Frequently Asked Questions (FAQs)

Are VA rates lower than conventional?

While it is a commonly-held belief that VA loans have lower interest rates than conventional loans, that’s not necessarily true. Financial institutions that cater to veterans and active-duty personnel may offer lower interest rates compared to conventional loans. So it’s important who you chose as a lender and to shop around at the outset.

How many times can I use a VA loan?

You can use your VA loan benefits more than once during your lifetime.

Can I buy land with a VA loan?

You cannot use a VA loan to purchase land by itself, even if you intend to build a home later. You must be building a house at the same time in order to be eligible.

Can I use a VA loan to build a house?

Yes, you can use it to build a home.

Do VA loans require mortgage insurance?

You do not need private mortgage insurance or have to pay mortgage insurance premiums.

Is there a penalty for paying off a VA loan early?

There is no penalty fee for paying off the loan early.

How long do you have to live in a house with a VA loan?

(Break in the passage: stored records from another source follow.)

// ============================================================================
// Tests
// ============================================================================

#[cfg(test)]
mod tests {
    use std::cell::RefCell;
    use std::rc::Rc;

    use super::*;
    use crate::wizard::focus::FOCUS_DELAY;
    use crate::wizard::layout::{FieldSpec, OptionGroupSpec, OptionTileSpec, StepLayout};
    use crate::wizard::view::{ProgressStatus, StepStatus};

    const NAME: FieldRef = FieldRef { step: 0, field: 0 };
    const APARTMENT: GroupRef = GroupRef { step: 1, group: 0 };

    fn resident_layout() -> WizardLayout {
        WizardLayout::new("wizard-resident")
            .step(StepLayout::new("Nombre").field(FieldSpec::text("name", "Nombre").required()))
            .step(
                StepLayout::new("Apartamento").group(
                    OptionGroupSpec::new("apartment")
                        .required()
                        .tile(OptionTileSpec::new("a101", "A-101"))
                        .tile(OptionTileSpec::new("b202", "B-202")),
                ),
            )
            .step(
                StepLayout::new("Contacto")
                    .field(FieldSpec::text("phone", "Teléfono"))
                    .field(FieldSpec::checkbox("owner", "Propietario"))
                    .field(FieldSpec::textarea("notes", "Notas")),
            )
    }

    fn controller() -> WizardController {
        WizardController::from_layout(&resident_layout(), WizardOptions::new())
    }

    fn complete_first_two(wizard: &mut WizardController) {
        wizard.input(NAME, "Ana");
        wizard.next();
        wizard.select_option(APARTMENT, 0);
        wizard.next();
    }

    #[test]
    fn test_next_advances_and_collects() {
        let mut wizard = controller();
        wizard.input(NAME, "Ana");
        wizard.next();

        assert_eq!(wizard.current_step(), 1);
        assert_eq!(wizard.get_data("name"), Some(&FieldValue::from("Ana")));
    }

    #[test]
    fn test_next_blocked_by_blank_required_field() {
        let mut wizard = controller();
        wizard.next();

        assert_eq!(wizard.current_step(), 0);
        assert!(wizard.field(NAME).expect("field exists").marker.invalid);
        assert!(wizard.data().is_empty());
    }

    #[test]
    fn test_unchecked_required_checkbox_does_not_block() {
        let layout = WizardLayout::new("wizard-rules")
            .step(StepLayout::new("Reglas").field(FieldSpec::checkbox("accept", "Acepto").required()))
            .step(StepLayout::new("Listo"));
        let mut wizard = WizardController::from_layout(&layout, WizardOptions::new());
        wizard.next();

        assert_eq!(wizard.current_step(), 1);
        assert_eq!(wizard.get_data("accept"), Some(&FieldValue::Flag(false)));
    }

    #[test]
    fn test_next_blocked_by_missing_required_option() {
        let mut wizard = controller();
        wizard.input(NAME, "Ana");
        wizard.next();
        wizard.next();

        assert_eq!(wizard.current_step(), 1);
        assert!(wizard.group(APARTMENT).expect("group exists").marker.invalid);
    }

    #[test]
    fn test_boundary_navigation_is_noop() {
        let mut wizard = controller();
        wizard.prev();
        assert_eq!(wizard.current_step(), 0);

        complete_first_two(&mut wizard);
        assert!(wizard.is_last());
        let before = wizard.data().clone();
        wizard.next();
        assert_eq!(wizard.current_step(), 2);
        assert_eq!(wizard.data(), &before, "next on last step collects nothing");
    }

    #[test]
    fn test_before_next_false_aborts_without_collecting() {
        let options = WizardOptions::new().on_before_next(|_, _| false);
        let mut wizard = WizardController::from_layout(&resident_layout(), options);
        wizard.input(NAME, "Ana");
        wizard.next();

        assert_eq!(wizard.current_step(), 0);
        assert!(wizard.get_data("name").is_none());
    }

    #[test]
    fn test_step_change_fires_on_next_and_prev_but_not_go_to() {
        let calls = Rc::new(RefCell::new(Vec::new()));
        let seen = Rc::clone(&calls);
        let options = WizardOptions::new().on_step_change(move |step, data| {
            seen.borrow_mut().push((step, data.len()));
        });
        let mut wizard = WizardController::from_layout(&resident_layout(), options);

        wizard.input(NAME, "Ana");
        wizard.next();
        wizard.prev();
        wizard.go_to(2);

        assert_eq!(*calls.borrow(), vec![(1, 1), (0, 1)]);
        assert_eq!(wizard.current_step(), 2);
    }

    #[test]
    fn test_prev_keeps_data_and_skips_validation() {
        let mut wizard = controller();
        complete_first_two(&mut wizard);
        wizard.prev();
        wizard.prev();

        assert_eq!(wizard.current_step(), 0);
        assert_eq!(wizard.get_data("name"), Some(&FieldValue::from("Ana")));
        assert_eq!(wizard.get_data("apartment"), Some(&FieldValue::from("a101")));
    }

    #[test]
    fn test_go_to_range_and_data() {
        let mut wizard = controller();
        wizard.set_data("unit_id", "7");

        wizard.go_to(2);
        assert_eq!(wizard.current_step(), 2);
        wizard.go_to(3);
        assert_eq!(wizard.current_step(), 2);
        assert_eq!(wizard.data().len(), 1);
    }

    #[test]
    fn test_reset_clears_everything() {
        let mut wizard = controller();
        complete_first_two(&mut wizard);
        wizard.set_data("extra", true);

        wizard.reset();
        assert_eq!(wizard.current_step(), 0);
        assert!(wizard.data().is_empty());
        assert_eq!(wizard.view().expect("bound").counter.as_deref(), Some("Paso 1 de 3"));
    }

    #[test]
    fn test_option_reselect_updates_value_and_label() {
        let mut wizard = controller();
        wizard.input(NAME, "Ana");
        wizard.next();
        wizard.select_option(APARTMENT, 0);
        wizard.select_option(APARTMENT, 1);
        wizard.next();

        let group = wizard.group(APARTMENT).expect("group exists");
        assert_eq!(group.selected_index(), Some(1));
        assert_eq!(group.tiles.iter().filter(|t| t.selected).count(), 1);
        assert_eq!(wizard.get_data("apartment"), Some(&FieldValue::from("b202")));
        assert_eq!(wizard.get_data("apartment_label"), Some(&FieldValue::from("B-202")));
    }

    #[test]
    fn test_submit_without_hook_or_form_is_ignored() {
        let mut wizard = controller();
        complete_first_two(&mut wizard);
        assert_eq!(wizard.submit(), Submission::Ignored);
    }

    #[test]
    fn test_form_post_carries_checkbox_as_boolean() {
        let mut wizard = WizardController::from_layout(&resident_layout().with_form(), WizardOptions::new());
        complete_first_two(&mut wizard);
        wizard.set_checked(FieldRef { step: 2, field: 1 }, true);

        match wizard.submit() {
            Submission::Form(values) => {
                assert_eq!(values.get("owner"), Some(&FieldValue::Flag(true)));
                assert_eq!(values.get("phone"), Some(&FieldValue::from("")));
                assert_eq!(values.get("apartment_label"), Some(&FieldValue::from("A-101")));
            }
            other => panic!("expected form post, got {:?}", other),
        }
    }

    #[test]
    fn test_submit_hook_receives_form_and_data() {
        let received = Rc::new(RefCell::new(None));
        let sink = Rc::clone(&received);
        let options = WizardOptions::new().on_submit(move |event, data| {
            *sink.borrow_mut() = Some((event.step, event.form.clone(), data.clone()));
        });
        let mut wizard = WizardController::from_layout(&resident_layout(), options);
        complete_first_two(&mut wizard);
        wizard.input(FieldRef { step: 2, field: 0 }, "809-555-0101");

        assert_eq!(wizard.click(ClickTarget::Submit), Some(Submission::Handled));

        let (step, form, data) = received.borrow_mut().take().expect("hook called");
        assert_eq!(step, 2);
        assert_eq!(form.get("phone"), Some(&FieldValue::from("809-555-0101")));
        assert!(data.get("phone").is_none(), "last step is not collected by next()");
        assert_eq!(data.get("name"), Some(&FieldValue::from("Ana")));
    }

    #[test]
    fn test_view_tracks_navigation() {
        let mut wizard = controller();
        complete_first_two(&mut wizard);
        wizard.prev();

        let view = wizard.view().expect("bound");
        assert_eq!(view.steps[1], StepStatus::Active);
        assert_eq!(view.progress, vec![ProgressStatus::Completed, ProgressStatus::Active, ProgressStatus::Pending]);
        assert_eq!(view.counter.as_deref(), Some("Paso 2 de 3"));
        assert!(view.back_visible && view.next_visible && !view.submit_visible);
    }

    #[test]
    fn test_next_button_follows_input_without_marking() {
        let mut wizard = controller();
        assert!(!wizard.view().expect("bound").next_enabled);

        wizard.input(NAME, "A");
        assert!(wizard.view().expect("bound").next_enabled);
        wizard.input(NAME, "  ");
        assert!(!wizard.view().expect("bound").next_enabled);
        assert!(!wizard.field(NAME).expect("field").marker.invalid);

        wizard.input(NAME, "Ana");
        wizard.next();
        assert!(!wizard.view().expect("bound").next_enabled, "option not chosen yet");
        wizard.select_option(APARTMENT, 1);
        assert!(wizard.view().expect("bound").next_enabled);
    }

    #[test]
    fn test_disabled_next_control_ignores_clicks() {
        let mut wizard = controller();
        wizard.click(ClickTarget::Next);
        assert_eq!(wizard.current_step(), 0);
        assert!(!wizard.field(NAME).expect("field").marker.invalid);
    }

    #[test]
    fn test_open_close_and_escape() {
        let mut wizard = controller();
        wizard.set_data("stale", "x");
        wizard.open();
        assert!(wizard.is_open());
        assert!(wizard.scroll_locked());
        assert!(wizard.data().is_empty());

        assert_eq!(wizard.handle_key(WizardKey::Escape, None), KeyOutcome::Handled);
        assert!(!wizard.is_open());
        assert!(!wizard.scroll_locked());
        assert_eq!(wizard.handle_key(WizardKey::Escape, None), KeyOutcome::Ignored);

        wizard.open();
        wizard.click(ClickTarget::Content);
        assert!(wizard.is_open());
        wizard.click(ClickTarget::Backdrop);
        assert!(!wizard.is_open());
    }

    #[test]
    fn test_close_keeps_data() {
        let mut wizard = controller();
        wizard.open();
        wizard.input(NAME, "Ana");
        wizard.next();
        wizard.click(ClickTarget::Close);
        assert!(!wizard.is_open());
        assert_eq!(wizard.get_data("name"), Some(&FieldValue::from("Ana")));
    }

    #[test]
    fn test_enter_advances_except_in_textarea() {
        let mut wizard = controller();
        wizard.input(NAME, "Ana");
        assert_eq!(wizard.handle_key(WizardKey::Enter, Some(NAME)), KeyOutcome::Handled);
        assert_eq!(wizard.current_step(), 1);

        wizard.select_option(APARTMENT, 0);
        wizard.handle_key(WizardKey::Enter, None);
        assert_eq!(wizard.current_step(), 2);

        let notes = FieldRef { step: 2, field: 2 };
        assert_eq!(wizard.handle_key(WizardKey::Enter, Some(notes)), KeyOutcome::Ignored);
        assert_eq!(wizard.handle_key(WizardKey::Enter, None), KeyOutcome::Handled);
        assert_eq!(wizard.current_step(), 2);
    }

    #[test]
    fn test_focus_follows_latest_render_only() {
        let mut wizard = controller();
        wizard.input(NAME, "Ana");
        let start = Instant::now();
        wizard.next();
        wizard.prev();

        let focused = wizard.poll_focus(start + FOCUS_DELAY * 2);
        assert_eq!(focused, Some(NAME));
        assert_eq!(wizard.focused(), Some(NAME));
        assert_eq!(wizard.poll_focus(start + FOCUS_DELAY * 3), None);
    }

    #[test]
    fn test_step_without_fields_schedules_no_focus() {
        let mut wizard = controller();
        wizard.input(NAME, "Ana");
        wizard.next();
        assert_eq!(wizard.poll_focus(Instant::now() + FOCUS_DELAY * 2), None);
    }

    #[test]
    fn test_unknown_root_is_inert() {
        let page = Page::new();
        let mut wizard = WizardController::new(&page, "missing", WizardOptions::new());

        assert!(!wizard.is_bound());
        wizard.next();
        wizard.prev();
        wizard.go_to(1);
        wizard.open();
        wizard.close();
        wizard.reset();
        wizard.set_data("k", "v");
        wizard.input(NAME, "x");
        wizard.select_option(APARTMENT, 0);

        assert_eq!(wizard.get_data("k"), None);
        assert_eq!(wizard.total_steps(), 0);
        assert!(wizard.view().is_none());
        assert!(!wizard.is_open());
        assert_eq!(wizard.submit(), Submission::Ignored);
        assert_eq!(wizard.handle_key(WizardKey::Enter, None), KeyOutcome::Ignored);
        assert_eq!(wizard.poll_focus(Instant::now()), None);
    }

    #[test]
    fn test_page_binding() {
        let mut page = Page::new();
        page.bind(resident_layout());
        let wizard = WizardController::new(&page, "wizard-resident", WizardOptions::new());
        assert!(wizard.is_bound());
        assert_eq!(wizard.total_steps(), 3);
    }

    #[test]
    fn test_filter_options_through_controller() {
        let mut wizard = controller();
        assert_eq!(wizard.filter_options(APARTMENT, "b-2"), 1);
        assert!(!wizard.group(APARTMENT).expect("group").tiles[0].visible);
        assert_eq!(wizard.filter_options(GroupRef { step: 9, group: 0 }, "x"), 0);
    }
}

A VA loan can only be used to fund the purchase of a home that will be your primary residence. The VA has an occupancy requirement mandating that you move in within 60 days after closing. You cannot use the property as a seasonal vacation home.

How long does it take to get a VA loan?

The speed at which you can secure a VA loan will depend on how quickly you can provide the necessary documents to confirm your eligibility, prove your ability to meet the financial commitments and show that the home you want to buy meets the VA’s Minimum Property Requirements.

What credit score is needed for a VA loan?

There is no minimum credit score requirement, but borrowers are advised to have a minimum credit score of between 580 to 620 to qualify for a VA loan.

How to get preapproved for a VA loan?

To get preapproved for a VA loan, contact an approved VA lender. Once it has confirmed your eligibility, credit profile and financial status, the lender will preapprove you.